Righht. I’m assuming you don’t mind being peppered with questions, as you keep responding.
So far it is okay.
What is the understanding of natural laws as regards their application - I mean this seems analogous to some extent also, in that living organisms don’t choose to obey these laws as such, in the same way that we consciously do (or don’t).
I would not consider anyone being able to breaking any laws of nature, not even we. What you refer to are
agents which are able to run multiple simulation of alternative futures, based on the laws of nature, and pick the outcome which benefits its intention the most (btw this is what AlphaZero is doing in the Monte Carlo Tree Search). In these simulations an agent also need to take a probabilistic account of other active agents possible actions. Making things even more complicated.
This video partly
exemplifies what I talk about:
TED talk on the
same issue with some very nice demonstrations:
Obviously these simulations require some kind of deterministic world to even work otherwise the simulated outcomes, i.e. the predictions, cannot be assigned realistic probabilities and therefore are worthless to judge between. I.e. free will require reality to be predictable to some degree, i.e. the world needs to be coherent and understandable.
Is it that these laws are boundaries, or frameworks, or driving forces that herd organisms along a particular path, or an interaction of different forces that lead to particular results through a process that the laws allow, and any aberrations cease to be if they don’t fall within the limits of these laws, or something like that?
It seem to me that you conflate different concepts right now. I can try to nest them out, but right now I am a little bit tired and cannot think properly so I have probably not even understood your question correctly. With that disclaimer in mind, it looks like you on one hand are talking about evolution as a design process, the answer is then the gradient in the fitness landscape, and on another hand you area talking about the purpose, or intention of evolution, the answer is then the location of the hills in the fitness landscape.

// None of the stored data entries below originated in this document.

//! Lexer throughput benchmark

use basalt_lexer::Lexer;
use criterion::{black_box, criterion_group, criterion_main, Criterion, Throughput};

fn sample_source(repeats: usize) -> String {
    let unit = r#"
fib :: (n: s64) -> s64 {
    if n < 2 ret n;
    ret fib(n - 1) + fib(n - 2);
}

counter :: mut s64 = 0;

$public
main :: () -> s64 {
    let total: mut s64 = 0;
    let i: mut s64 = 0;
    until i >= 10 {
        total = total + fib(i);
        i = i + 1;
    }
    ret total;
}
"#;

    unit.repeat(repeats)
}

fn bench_lexer(c: &mut Criterion) {
    let source = sample_source(64);

    let mut group = c.benchmark_group("lexer");
    group.throughput(Throughput::Bytes(source.len() as u64));
    group.bench_function("tokenize", |b| {
        b.iter(|| {
            let mut diagnostics = basalt_common::Diagnostics::new();
            let tokens = Lexer::new(black_box(&source), "bench.bas", &mut diagnostics)
                .tokenize()
                .expect("benchmark source must lex");
            black_box(tokens.len())
        })
    });
    group.finish();
}

criterion_group!(benches, bench_lexer);
criterion_main!(benches);
//! Lexical analysis for the Basalt language
//!
//! Turns UTF-8 source text into a stream of [`Token`]s. Keywords are spelled
//! as identifiers and recognized by value in the parser; the lexer only
//! distinguishes structural token kinds.

pub mod lexer;
pub mod token;

pub use lexer::Lexer;
pub use token::{Token, TokenKind};
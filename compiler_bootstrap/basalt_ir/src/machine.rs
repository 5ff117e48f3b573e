//! Target layout model
//!
//! Pure layout queries over MIR types for the supported x86-64 Linux
//! target: sizes, alignments, struct field offsets, and the scalar test
//! that decides whether a value travels in a register or through the
//! `__copy` aggregate path. The register file and ABI save classification
//! live with the machine IR crate.

use crate::types::{MirType, MirTypeId, TypePool};

/// Align `offset` up to `align` (a power of two).
pub fn align_to(offset: u32, align: u32) -> u32 {
    debug_assert!(align.is_power_of_two());
    (offset + align - 1) & !(align - 1)
}

/// The target machine description.
#[derive(Debug, Clone)]
pub struct Machine {
    pointer_size: u32,
    pointer_align: u32,
    little_endian: bool,
}

impl Default for Machine {
    fn default() -> Self {
        Self::new()
    }
}

impl Machine {
    pub fn new() -> Self {
        Self { pointer_size: 8, pointer_align: 8, little_endian: true }
    }

    pub fn pointer_size(&self) -> u32 {
        self.pointer_size
    }

    pub fn pointer_align(&self) -> u32 {
        self.pointer_align
    }

    pub fn is_little_endian(&self) -> bool {
        self.little_endian
    }

    /// The size of a type in bytes.
    pub fn size_of(&self, pool: &TypePool, ty: MirTypeId) -> u32 {
        match pool.get(ty) {
            MirType::Void => 0,
            MirType::Int { width } => (width / 8).max(1),
            MirType::Float { width } => width / 8,
            MirType::Pointer { .. } | MirType::Function { .. } => self.pointer_size,
            MirType::Array { element, len } => self.size_of(pool, *element) * len,
            MirType::Struct { .. } => {
                let mut offset = 0;
                for &field in pool.fields_of(ty) {
                    offset = align_to(offset, self.align_of(pool, field));
                    offset += self.size_of(pool, field);
                }

                align_to(offset, self.align_of(pool, ty))
            }
        }
    }

    /// The required alignment of a type in bytes.
    pub fn align_of(&self, pool: &TypePool, ty: MirTypeId) -> u32 {
        match pool.get(ty) {
            MirType::Void => 0,
            MirType::Int { width } => (width / 8).max(1),
            MirType::Float { width } => width / 8,
            MirType::Pointer { .. } | MirType::Function { .. } => self.pointer_align,
            MirType::Array { element, .. } => self.align_of(pool, *element),
            MirType::Struct { .. } => {
                let mut max_align = 1;
                for &field in pool.fields_of(ty) {
                    max_align = max_align.max(self.align_of(pool, field));
                }

                max_align
            }
        }
    }

    /// The cumulative aligned offset of field `i` inside a struct type.
    pub fn field_offset(&self, pool: &TypePool, ty: MirTypeId, i: u32) -> u32 {
        let fields = pool.fields_of(ty);
        let mut offset = 0;
        for &field in &fields[..i as usize] {
            offset = align_to(offset, self.align_of(pool, field));
            offset += self.size_of(pool, field);
        }

        align_to(offset, self.align_of(pool, fields[i as usize]))
    }

    /// Test if values of this type travel directly in registers.
    pub fn is_scalar(&self, pool: &TypePool, ty: MirTypeId) -> bool {
        matches!(
            pool.get(ty),
            MirType::Void | MirType::Int { .. } | MirType::Float { .. } | MirType::Pointer { .. }
        )
    }
}

#[cfg(test)]
mod tests {
    use super::*;
    use pretty_assertions::assert_eq;

    #[test]
    fn scalar_sizes() {
        let mut pool = TypePool::new();
        let mach = Machine::new();

        let void = pool.void();
        let i1 = pool.i1();
        let i8 = pool.i8();
        let i32 = pool.i32();
        let f64 = pool.f64();
        let ptr = pool.void_pointer();

        assert_eq!(mach.size_of(&pool, void), 0);
        assert_eq!(mach.size_of(&pool, i1), 1);
        assert_eq!(mach.size_of(&pool, i8), 1);
        assert_eq!(mach.size_of(&pool, i32), 4);
        assert_eq!(mach.size_of(&pool, f64), 8);
        assert_eq!(mach.size_of(&pool, ptr), 8);
    }

    #[test]
    fn array_size_scales_by_length() {
        let mut pool = TypePool::new();
        let mach = Machine::new();

        let i32 = pool.i32();
        let arr = pool.array(i32, 5);
        assert_eq!(mach.size_of(&pool, arr), 20);
        assert_eq!(mach.align_of(&pool, arr), 4);
    }

    #[test]
    fn struct_layout_pads_between_fields() {
        let mut pool = TypePool::new();
        let mach = Machine::new();

        // { i8, i64, i8 } -> offsets 0, 8, 16; size 24 after tail padding.
        let ty = pool.create_struct("Mixed");
        let i8 = pool.i8();
        let i64 = pool.i64();
        pool.append_field("Mixed", i8);
        pool.append_field("Mixed", i64);
        pool.append_field("Mixed", i8);

        assert_eq!(mach.field_offset(&pool, ty, 0), 0);
        assert_eq!(mach.field_offset(&pool, ty, 1), 8);
        assert_eq!(mach.field_offset(&pool, ty, 2), 16);
        assert_eq!(mach.size_of(&pool, ty), 24);
        assert_eq!(mach.align_of(&pool, ty), 8);
    }

    #[test]
    fn scalar_classification() {
        let mut pool = TypePool::new();
        let mach = Machine::new();

        let i64 = pool.i64();
        let ptr = pool.pointer(i64);
        let arr = pool.array(i64, 2);
        let s = pool.create_struct("S");

        assert!(mach.is_scalar(&pool, i64));
        assert!(mach.is_scalar(&pool, ptr));
        assert!(!mach.is_scalar(&pool, arr));
        assert!(!mach.is_scalar(&pool, s));
    }
}
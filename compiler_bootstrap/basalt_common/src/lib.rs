//! Shared utilities for the Basalt compiler
//!
//! This crate provides functionality used across all compiler stages:
//! - Source location tracking
//! - Diagnostic messages and severity levels
//! - Error types and handling utilities

pub mod diagnostics;
pub mod error;
pub mod span;

pub use diagnostics::*;
pub use error::*;
pub use span::*;
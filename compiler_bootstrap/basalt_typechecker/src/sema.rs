//! Semantic analysis
//!
//! The second visitor over a symbol-resolved unit. Type-checks every node,
//! inserts implicit cast nodes where the check downgrades to a cast,
//! enforces mutability at assignment sites, and validates control-flow
//! context (`stop`/`restart` inside loops, `ret` inside functions).

use basalt_common::{BasaltError, BasaltResult, Diagnostics, Span};
use basalt_parser::{
    BinOp, DefnId, DefnKind, Expr, ExprId, ExprKind, QualType, Rune, StmtId, StmtKind, UnOp, Unit,
};

/// How strict a type check is.
#[derive(Debug, Clone, Copy, PartialEq, Eq)]
pub enum TypeCheckMode {
    /// Types must be structurally equal.
    Explicit,
    /// Additionally accepts pointer/integer operand pairs, for the
    /// arithmetic operators that support pointer arithmetic.
    Loose,
    /// Accepts implicit casts.
    AllowImplicit,
}

/// The outcome of a type check.
#[derive(Debug, Clone, Copy, PartialEq, Eq)]
pub enum TypeCheckResult {
    Match,
    /// Compatible through an implicit cast; the checked node is wrapped.
    Cast,
    Mismatch,
}

pub struct SemanticAnalysis<'d> {
    diagnostics: &'d mut Diagnostics,
    /// The function currently being analyzed.
    function: Option<DefnId>,
    loop_depth: u32,
}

Now these concepts are related since you cannot have a hill without a gradient. However, the reason for the existence of hills (e.g. predators exists, you need wings to fly) is not in general the same as the reason for why someone is moving up a hill (e.g. escaping a predator or catching a pray).
Also notice the fitness landscape is multi dimensional, in where each dimension represent a factor. For practical purposes research tries to limit the dimension to a handful, important, factors. You may call these factors "driving forces" but in reality we probably, I would guess, talk about thousands of factor, if not millions which all contribute with different weights at different times. The driving force is, to my best understanding, the combination of these factors.
But some times a driving force can be a random events which open up new niches for other to exploit, e.g. the
K-T extinction or simple geographical displacements or just random walk or most of the time it seems that not much evolution take place at all. Biologist argue quite a lot about what drives evolution and I am not the one to tell. However the basic mechanism for evolution always remains the same: a change of allele frequency in a population.